PVN shows the highest peptidergic and glial activity in the hypothalamus and is located at the border of the third ventricle. Surrounding this structure, some regions of special interest for their association with seasonal reproduction in sheep, such as the set of A15 dopaminergic cells, regulate the negative feedback of estradiol, which in turn is another compound that regulates both GnRH production and pulses (32, 61, 62). In ewes, the columnar distribution at the sagittal plane allowed us to distinguish strongly Nissl-stained neurons into three potential subdivisions (Figure 2E).

Light cycle-sensitive pacemaker SCh neurons are directly regulated by retinal and indirectly by IGL projections through the geniculate thalamic tract (63). SCh, a highly phylogenetically conserved structure with a similar location in many species of vertebrates, is placed between the 3^rd ventricle and the optic chiasm and contains small and packed neurons (64). In ewes, we also observed small neurons (~430 μm²) and strong immunoreactivity for fibers containing Cr or Cb presumably belonging to retinal projections (Figures 5L, M).
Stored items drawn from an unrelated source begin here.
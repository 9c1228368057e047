// ABOUTME: Output formatting for CLI feedback.
// ABOUTME: Supports normal, quiet (CI), and JSON output modes behind the Reporter trait.

use crate::deploy::AppStatus;
use serde::Serialize;
use std::time::Instant;

/// Sink for everything a deployment run tells the user.
pub trait Reporter: Send + Sync {
    /// An app's observed status advanced.
    fn status(&self, app: &str, status: AppStatus);

    /// Transfer progress in `[0, 1]` for a stage such as "pulling" or "pushing".
    fn progress(&self, app: &str, stage: &str, fraction: f64);

    /// One line of container output; `prefix` is already colored and padded.
    fn log_line(&self, app: &str, prefix: &str, line: &str);
}

/// Output mode for CLI feedback.
#[derive(Debug, Clone, Copy, PartialEq, Eq)]
pub enum OutputMode {
    /// Human-friendly output with progress messages
    Normal,
    /// Minimal output for CI (only final result)
    Quiet,
    /// JSON lines for scripting
    Json,
}

/// Handles CLI output based on the configured mode.
pub struct Output {
    mode: OutputMode,
    start_time: Instant,
}

impl Output {
    pub fn new(mode: OutputMode) -> Self {
        Self {
            mode,
            start_time: Instant::now(),
        }
    }

    pub fn mode(&self) -> OutputMode {
        self.mode
    }

    /// Get elapsed time since the output was created.
    pub fn elapsed_secs(&self) -> f64 {
        self.start_time.elapsed().as_secs_f64()
    }

    /// Print a progress message (suppressed in quiet/json mode).
    pub fn info(&self, message: &str) {
        if self.mode == OutputMode::Normal {
            println!("{message}");
        }
    }

    /// Print a success message with timing.
    pub fn success(&self, message: &str) {
        match self.mode {
            OutputMode::Normal => {
                println!("{message} ({:.1}s)", self.elapsed_secs());
            }
            OutputMode::Quiet => {
                // Print only the essential result
                println!("{message}");
            }
            OutputMode::Json => self.emit(JsonEvent {
                event: "success",
                message: Some(message),
                duration_secs: Some(self.elapsed_secs()),
                ..JsonEvent::new()
            }),
        }
    }

    /// Print a warning.
    pub fn warning(&self, message: &str) {
        match self.mode {
            OutputMode::Normal | OutputMode::Quiet => eprintln!("Warning: {message}"),
            OutputMode::Json => self.emit(JsonEvent {
                event: "warning",
                message: Some(message),
                ..JsonEvent::new()
            }),
        }
    }

    /// Print an error message.
    pub fn error(&self, message: &str) {
        match self.mode {
            OutputMode::Normal | OutputMode::Quiet => {
                eprintln!("Error: {message}");
            }
            OutputMode::Json => {
                let event = JsonEvent {
                    event: "error",
                    message: Some(message),
                    duration_secs: Some(self.elapsed_secs()),
                    ..JsonEvent::new()
                };
                if let Ok(json) = serde_json::to_string(&event) {
                    eprintln!("{json}");
                }
            }
        }
    }

    fn emit(&self, event: JsonEvent<'_>) {
        if let Ok(json) = serde_json::to_string(&event) {
            println!("{json}");
        }
    }
}

impl Reporter for Output {
    fn status(&self, app: &str, status: AppStatus) {
        match self.mode {
            OutputMode::Normal => println!("{app}: {status}"),
            OutputMode::Quiet => {}
            OutputMode::Json => self.emit(JsonEvent {
                event: "status",
                app: Some(app),
                status: Some(status),
                ..JsonEvent::new()
            }),
        }
    }

    fn progress(&self, app: &str, stage: &str, fraction: f64) {
        let percent = (fraction * 100.0).floor() as u32;
        match self.mode {
            OutputMode::Normal => println!("{app}: {stage} {percent}%"),
            OutputMode::Quiet => {}
            OutputMode::Json => self.emit(JsonEvent {
                event: "progress",
                app: Some(app),
                stage: Some(stage),
                percent: Some(percent),
                ..JsonEvent::new()
            }),
        }
    }

    fn log_line(&self, app: &str, prefix: &str, line: &str) {
        match self.mode {
            OutputMode::Normal | OutputMode::Quiet => println!("{prefix} | {line}"),
            OutputMode::Json => self.emit(JsonEvent {
                event: "log",
                app: Some(app),
                message: Some(line),
                ..JsonEvent::new()
            }),
        }
    }
}

#[derive(Serialize)]
struct JsonEvent<'a> {
    event: &'a str,
    timestamp: chrono::DateTime<chrono::Utc>,
    #[serde(skip_serializing_if = "Option::is_none")]
    app: Option<&'a str>,
    #[serde(skip_serializing_if = "Option::is_none")]
    status: Option<AppStatus>,
    #[serde(skip_serializing_if = "Option::is_none")]
    stage: Option<&'a str>,
    #[serde(skip_serializing_if = "Option::is_none")]
    percent: Option<u32>,
    #[serde(skip_serializing_if = "Option::is_none")]
    message: Option<&'a str>,
    #[serde(skip_serializing_if = "Option::is_none")]
    duration_secs: Option<f64>,
}

impl JsonEvent<'_> {
    fn new() -> Self {
        Self {
            event: "",
            timestamp: chrono::Utc::now(),
            app: None,
            status: None,
            stage: None,
            percent: None,
            message: None,
            duration_secs: None,
        }
    }
}

#[cfg(test)]
mod tests {
    use super::*;

    #[test]
    fn json_event_skips_empty_fields() {
        let event = JsonEvent {
            event: "status",
            app: Some("web"),
            status: Some(AppStatus::Ready),
            ..JsonEvent::new()
        };
        let value: serde_json::Value = serde_json::to_value(&event).unwrap();
        assert_eq!(value["event"], "status");
        assert_eq!(value["app"], "web");
        assert_eq!(value["status"], "ready");
        assert!(value.get("percent").is_none());
        assert!(value.get("timestamp").is_some());
    }
}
SO interconnects several of the seasonality nuclei (PVN and ARC), directly projecting to the pituitary gland and to the region surrounding the third ventricle (44, 45) Because SO is involved in glial activation, we will analyze its morphological features more extensively in the next section (51). Despite differences in animal size, SO nucleus and its neurons are much larger in ewes than in rodents, but they have the same topographical distribution (26, 41).
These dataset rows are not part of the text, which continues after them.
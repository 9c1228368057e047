// ABOUTME: App status state machine driven by observed Pod status.
// ABOUTME: Status only moves forward: Other < Started < Ready < Completed.

use super::error::{ContainerFailure, DeployError};
use crate::config::DependencyCondition;
use k8s_openapi::api::core::v1::{ContainerStatus, Pod};
use serde::Serialize;
use std::fmt;

const COMPLETED_REASON: &str = "Completed";
const ERR_IMAGE_PULL_REASON: &str = "ErrImagePull";

/// Observed progress of an app. The derived order is the state machine order,
/// and updates always keep the maximum.
#[derive(Debug, Clone, Copy, PartialEq, Eq, PartialOrd, Ord, Default, Serialize)]
#[serde(rename_all = "snake_case")]
pub enum AppStatus {
    #[default]
    Other,
    /// Every container is running.
    Started,
    /// The Pod's Ready condition is true.
    Ready,
    /// A container ran to completion.
    Completed,
}

impl AppStatus {
    /// Whether a dependent waiting for `condition` may start.
    ///
    /// A completed app satisfies both conditions: it ran and exited cleanly,
    /// and nothing it did will change anymore.
    pub fn satisfies(self, condition: DependencyCondition) -> bool {
        match condition {
            DependencyCondition::Started => self >= AppStatus::Started,
            DependencyCondition::Healthy => self >= AppStatus::Ready,
        }
    }

    /// Whether the app needs no further observation.
    pub fn is_converged(self) -> bool {
        self >= AppStatus::Ready
    }

    pub fn as_str(&self) -> &'static str {
        match self {
            AppStatus::Other => "pending",
            AppStatus::Started => "started",
            AppStatus::Ready => "ready",
            AppStatus::Completed => "completed",
        }
    }
}

impl fmt::Display for AppStatus {
    fn fmt(&self, f: &mut fmt::Formatter<'_>) -> fmt::Result {
        f.write_str(self.as_str())
    }
}

/// Derive the status a Pod currently shows.
///
/// Returns `AppStatus::Other` when nothing conclusive is visible yet; callers
/// merge the result with the previous status so `Other` never regresses it.
///
/// # Errors
///
/// `DeployError::ContainerFailed` when any container (init containers
/// included) terminated with a reason other than "Completed", and
/// `DeployError::ErrImagePull` when the kubelet cannot pull an image.
pub fn observe_pod(pod: &Pod) -> Result<AppStatus, DeployError> {
    let pod_name = pod.metadata.name.clone().unwrap_or_default();
    let Some(status) = &pod.status else {
        return Ok(AppStatus::Other);
    };

    let is_ready = status
        .conditions
        .iter()
        .flatten()
        .any(|c| c.type_ == "Ready" && c.status == "True");
    if is_ready {
        return Ok(AppStatus::Ready);
    }

    let init = status.init_container_statuses.iter().flatten();
    let main = status.container_statuses.iter().flatten();
    let all: Vec<&ContainerStatus> = init.chain(main).collect();

    for container in &all {
        let Some(terminated) = container.state.as_ref().and_then(|s| s.terminated.as_ref())
        else {
            continue;
        };
        if terminated.reason.as_deref() != Some(COMPLETED_REASON) {
            return Err(DeployError::ContainerFailed(ContainerFailure {
                pod: pod_name,
                container: container.name.clone(),
                exit_code: terminated.exit_code,
                signal: terminated.signal,
                reason: terminated.reason.clone(),
                message: terminated.message.clone(),
            }));
        }
    }

    // A finished init container is expected; only the main containers count.
    let main_completed = status
        .container_statuses
        .iter()
        .flatten()
        .any(|c| is_terminated_with(c, COMPLETED_REASON));
    if main_completed {
        return Ok(AppStatus::Completed);
    }

    for container in &all {
        let waiting = container.state.as_ref().and_then(|s| s.waiting.as_ref());
        if let Some(waiting) = waiting
            && waiting.reason.as_deref() == Some(ERR_IMAGE_PULL_REASON)
        {
            return Err(DeployError::ErrImagePull {
                pod: pod_name,
                container: container.name.clone(),
                message: waiting.message.clone().unwrap_or_default(),
            });
        }
    }

    let main: Vec<&ContainerStatus> = status.container_statuses.iter().flatten().collect();
    if !main.is_empty() && main.iter().all(|c| is_running(c)) {
        return Ok(AppStatus::Started);
    }

    Ok(AppStatus::Other)
}

/// Names of the Pod's main containers that are currently running.
pub fn running_containers(pod: &Pod) -> Vec<String> {
    pod.status
        .as_ref()
        .and_then(|s| s.container_statuses.as_ref())
        .map(|statuses| {
            statuses
                .iter()
                .filter(|c| is_running(c))
                .map(|c| c.name.clone())
                .collect()
        })
        .unwrap_or_default()
}

fn is_running(container: &ContainerStatus) -> bool {
    container
        .state
        .as_ref()
        .is_some_and(|s| s.running.is_some())
}

fn is_terminated_with(container: &ContainerStatus, reason: &str) -> bool {
    container
        .state
        .as_ref()
        .and_then(|s| s.terminated.as_ref())
        .is_some_and(|t| t.reason.as_deref() == Some(reason))
}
To our best knowledge, this is the first analysis of glial cell architecture in the ewe hypothalamus and diencephalon. Glial cells are widely known to play a key role in the synthesis, recycling and delivery of hypothalamic hormones and factors (65) and thus GnRH in the hypothalamus of different mammals, including sheep (51, 66, 67). Increases in cell density and cell size around the 3^rd ventricle shown in our material after IBA1 and GFAP immunoreactivity, indeed expresses glial overactivation (increase cell size, number of profiles, immunostaining and cell density) which can be related to potential areas of higher metabolic regulation of sexual hormones (GnRH) (68). Accordingly, the densest areas of microglial and astroglia immunoreaction around PVN and SO, in the anterior hypothalamus, and around the ARC, in the THy, may be related with a heightened endocrine or paracrine regulation.
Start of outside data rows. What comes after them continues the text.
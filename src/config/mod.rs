// ABOUTME: Compose file loading into the canonical service graph.
// ABOUTME: Handles YAML parsing, the x-kube-compose block, validation and service selection.

mod deserialize;
mod env_value;
mod graph;
mod healthcheck;
mod port;
mod restart_policy;
mod user;
mod volume;

pub use env_value::{EnvValue, resolve_env_map};
pub use graph::{topological_order, transitive_closure};
pub use healthcheck::{
    Healthcheck, HealthcheckConfig, HealthcheckOverride, HealthcheckTest, from_image_config,
};
pub use port::{PortSpec, Protocol};
pub use restart_policy::RestartPolicy;
pub use user::{IdSpec, UserSpec};
pub use volume::BindMount;

use crate::error::{Error, Result};
use crate::types::{ImageRef, ImageSource, ServiceName};
use deserialize::{
    deserialize_command, deserialize_depends_on, deserialize_environment,
    deserialize_image_ref, deserialize_image_source, deserialize_ports, deserialize_volumes,
};
use serde::Deserialize;
use std::collections::{BTreeMap, BTreeSet};
use std::path::{Path, PathBuf};

pub const CONFIG_FILENAMES: [&str; 4] = [
    "docker-compose.yml",
    "docker-compose.yaml",
    "compose.yml",
    "compose.yaml",
];

const MAX_ENVIRONMENT_ID_LEN: usize = 20;

/// Condition a dependent waits for before its Pod is created.
#[derive(Debug, Clone, Copy, PartialEq, Eq)]
pub enum DependencyCondition {
    /// `service_started`: every container of the dependency is running.
    Started,
    /// `service_healthy`: the dependency's Pod reports Ready.
    Healthy,
}

/// Where Pod images come from.
#[derive(Debug, Clone, PartialEq, Eq, Deserialize)]
#[serde(tag = "type", rename_all = "snake_case")]
pub enum ImageStorage {
    /// The cluster's nodes share the local Docker daemon; images are re-tagged.
    Docker,
    /// Images are pushed to a registry the cluster can pull from.
    DockerRegistry { host: String },
}

/// The `x-kube-compose` extension block.
#[derive(Debug, Clone, Deserialize)]
pub struct Settings {
    #[serde(default)]
    pub environment_id: Option<String>,

    #[serde(default = "default_namespace")]
    pub namespace: String,

    #[serde(default = "default_environment_label")]
    pub environment_label: String,

    /// Absent: Pods reference each service's image as written.
    #[serde(default)]
    pub cluster_image_storage: Option<ImageStorage>,

    #[serde(
        default = "default_volume_init_base_image",
        deserialize_with = "deserialize_image_ref"
    )]
    pub volume_init_base_image: ImageRef,

    #[serde(default)]
    pub run_as_user: bool,

    #[serde(default = "default_true")]
    pub bind_mount_emulation: bool,
}

impl Default for Settings {
    fn default() -> Self {
        Settings {
            environment_id: None,
            namespace: default_namespace(),
            environment_label: default_environment_label(),
            cluster_image_storage: None,
            volume_init_base_image: default_volume_init_base_image(),
            run_as_user: false,
            bind_mount_emulation: true,
        }
    }
}

fn default_namespace() -> String {
    "default".to_string()
}

fn default_environment_label() -> String {
    "env".to_string()
}

fn default_volume_init_base_image() -> ImageRef {
    ImageRef::new(None, "busybox", "latest").expect("static image reference is valid")
}

fn default_true() -> bool {
    true
}

/// One compose service after parsing and validation.
#[derive(Debug, Clone)]
pub struct Service {
    pub name: ServiceName,
    pub image: ImageSource,
    pub command: Option<Vec<String>>,
    pub entrypoint: Option<Vec<String>>,
    pub environment: BTreeMap<String, EnvValue>,
    pub ports: Vec<PortSpec>,
    pub depends_on: BTreeMap<ServiceName, DependencyCondition>,
    pub healthcheck: HealthcheckOverride,
    pub restart: RestartPolicy,
    pub user: Option<UserSpec>,
    pub volumes: Vec<BindMount>,
    pub privileged: bool,
    pub working_dir: Option<String>,
}

impl Service {
    pub fn has_ports(&self) -> bool {
        !self.ports.is_empty()
    }
}

#[derive(Debug, Deserialize)]
struct ComposeFile {
    #[serde(default)]
    services: BTreeMap<String, RawService>,

    #[serde(rename = "x-kube-compose", default)]
    settings: Settings,
}

#[derive(Debug, Deserialize)]
struct RawService {
    #[serde(default, deserialize_with = "deserialize_image_source")]
    image: Option<ImageSource>,

    #[serde(default)]
    build: Option<serde_yaml::Value>,

    #[serde(default, deserialize_with = "deserialize_command")]
    command: Option<Vec<String>>,

    #[serde(default, deserialize_with = "deserialize_command")]
    entrypoint: Option<Vec<String>>,

    #[serde(default, deserialize_with = "deserialize_environment")]
    environment: BTreeMap<String, EnvValue>,

    #[serde(default, deserialize_with = "deserialize_ports")]
    ports: Vec<PortSpec>,

    #[serde(default, deserialize_with = "deserialize_depends_on")]
    depends_on: BTreeMap<String, DependencyCondition>,

    #[serde(default)]
    healthcheck: Option<HealthcheckConfig>,

    #[serde(default)]
    restart: RestartPolicy,

    #[serde(default)]
    user: Option<String>,

    #[serde(default, deserialize_with = "deserialize_volumes")]
    volumes: Vec<BindMount>,

    #[serde(default)]
    privileged: bool,

    #[serde(default)]
    working_dir: Option<String>,
}

/// The canonical service graph plus deployment settings.
#[derive(Debug, Clone)]
pub struct Config {
    pub services: BTreeMap<ServiceName, Service>,
    pub settings: Settings,
}

impl Config {
    /// Parse compose YAML; relative bind mounts resolve against `base_dir`.
    pub fn from_yaml(yaml: &str, base_dir: &Path) -> Result<Self> {
        let file: ComposeFile = serde_yaml::from_str(yaml)?;
        let mut services = BTreeMap::new();

        for (name, raw) in file.services {
            let service = Self::convert_service(&name, raw, base_dir)
                .map_err(|e| Error::InvalidConfig(format!("service {name}: {e}")))?;
            services.insert(service.name.clone(), service);
        }

        let config = Config {
            services,
            settings: file.settings,
        };
        config.validate()?;
        Ok(config)
    }

    pub fn load(path: &Path) -> Result<Self> {
        let content = std::fs::read_to_string(path)?;
        let base_dir = path
            .parent()
            .map(Path::to_path_buf)
            .unwrap_or_else(|| PathBuf::from("."));
        Self::from_yaml(&content, &base_dir)
    }

    pub fn discover(dir: &Path) -> Result<Self> {
        CONFIG_FILENAMES
            .iter()
            .map(|name| dir.join(name))
            .find(|path| path.exists())
            .map(|path| Self::load(&path))
            .unwrap_or_else(|| Err(Error::ConfigNotFound(dir.to_path_buf())))
    }

    fn convert_service(
        name: &str,
        raw: RawService,
        base_dir: &Path,
    ) -> std::result::Result<Service, String> {
        let name = ServiceName::new(name).map_err(|e| e.to_string())?;

        let image = match (raw.image, raw.build) {
            (Some(image), _) => image,
            (None, Some(_)) => return Err("building images is not supported".to_string()),
            (None, None) => return Err("image is required".to_string()),
        };

        let depends_on = raw
            .depends_on
            .into_iter()
            .map(|(dep, condition)| {
                ServiceName::new(&dep)
                    .map(|dep| (dep, condition))
                    .map_err(|e| format!("depends_on {dep}: {e}"))
            })
            .collect::<std::result::Result<_, _>>()?;

        let healthcheck = raw
            .healthcheck
            .as_ref()
            .map(HealthcheckConfig::resolve)
            .transpose()?
            .unwrap_or_default();

        let user = raw.user.as_deref().map(UserSpec::parse).transpose()?;

        let mut volumes = raw.volumes;
        for volume in &mut volumes {
            volume.resolve_host_path(base_dir);
        }

        Ok(Service {
            name,
            image,
            command: raw.command,
            entrypoint: raw.entrypoint,
            environment: raw.environment,
            ports: raw.ports,
            depends_on,
            healthcheck,
            restart: raw.restart,
            user,
            volumes,
            privileged: raw.privileged,
            working_dir: raw.working_dir,
        })
    }

    fn validate(&self) -> Result<()> {
        if self.services.is_empty() {
            return Err(Error::InvalidConfig("no services defined".to_string()));
        }

        let mut escaped = BTreeMap::new();
        for (name, service) in &self.services {
            for dep in service.depends_on.keys() {
                if !self.services.contains_key(dep) {
                    return Err(Error::InvalidConfig(format!(
                        "service {name} depends on undefined service {dep}"
                    )));
                }
            }
            if service.has_ports() && !name.is_service_label() {
                return Err(Error::InvalidConfig(format!(
                    "service {name} publishes ports, so its name must start with a letter"
                )));
            }
            if let Some(other) = escaped.insert(name.escaped(), name) {
                return Err(Error::InvalidConfig(format!(
                    "services {other} and {name} map to the same Kubernetes name"
                )));
            }
        }

        topological_order(&self.dependency_edges())?;
        Ok(())
    }

    /// service -> names it depends on.
    pub fn dependency_edges(&self) -> BTreeMap<String, BTreeSet<String>> {
        self.services
            .iter()
            .map(|(name, service)| {
                (
                    name.to_string(),
                    service.depends_on.keys().map(|d| d.to_string()).collect(),
                )
            })
            .collect()
    }

    /// Keep only `names` and their transitive dependencies. Empty keeps everything.
    pub fn select(mut self, names: &[String]) -> Result<Config> {
        if names.is_empty() {
            return Ok(self);
        }
        for name in names {
            if !self.services.contains_key(name.as_str()) {
                return Err(Error::UnknownService(name.clone()));
            }
        }
        let keep = transitive_closure(&self.dependency_edges(), names.iter().cloned());
        self.services.retain(|name, _| keep.contains(name.as_str()));
        Ok(self)
    }

    /// Apply command-line overrides on top of the `x-kube-compose` block.
    pub fn with_overrides(
        mut self,
        environment_id: Option<String>,
        namespace: Option<String>,
    ) -> Config {
        if environment_id.is_some() {
            self.settings.environment_id = environment_id;
        }
        if let Some(namespace) = namespace {
            self.settings.namespace = namespace;
        }
        self
    }

    /// The environment ID, validated for use in object names and label values.
    pub fn environment_id(&self) -> Result<&str> {
        let id = self
            .settings
            .environment_id
            .as_deref()
            .filter(|id| !id.is_empty())
            .ok_or(Error::MissingEnvironmentId)?;

        let valid_chars = id
            .chars()
            .all(|c| c.is_ascii_lowercase() || c.is_ascii_digit() || c == '-');
        if id.len() > MAX_ENVIRONMENT_ID_LEN
            || !valid_chars
            || id.starts_with('-')
            || id.ends_with('-')
        {
            return Err(Error::InvalidConfig(format!(
                "environment ID {id:?} must be a lowercase RFC 1123 label of at most {MAX_ENVIRONMENT_ID_LEN} characters"
            )));
        }
        Ok(id)
    }
}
Notwithstanding the above, both types of reactive glial cells (as shown by larger and denser population of microgliocytes and astrocytes) are found around neurons. These findings suggest the potential role of denser immunoreactive areas with overactivated paracrine secretion. When comparing IBA1 and GFAP immunoreactivity, microglial reactivity was more extended in all section levels, suggesting a microglial more widespread in areas potentially implicated in secretory regulation (please compare Figures 6, 7). Tanycytes formed a dense ventricular barrier of the 3^rd ventricle in the stalk-median eminence (Figures 7A, B squares 1, 2). Due to the absence of any other reactive glial cells, this finding suggests that these areas, as in other species, regulate the access of metabolic signals to the hypothalamus (69).

Our results establish a guide for future histological, physiological and molecular experiments related to hypothalamic effects of interventions in farm animals aimed at improving fertility regulation (e.g., GnRH neurons, KNDy cells, and melatonin receptors). The data provided here may also have translational relevance because the sheep brain, considering its similarity in anatomy and organization, is a good experimental model for human neuroanatomical research, as recently suggested (70). Finally, by establishing a procedure for the section-to-brain translation of coordinates, this research may also help us to develop suitable procedures for nuclei/tissue extraction from specific nuclei of interest toward assessing changes in mRNA levels by RT-PCR or in protein levels by Western blot.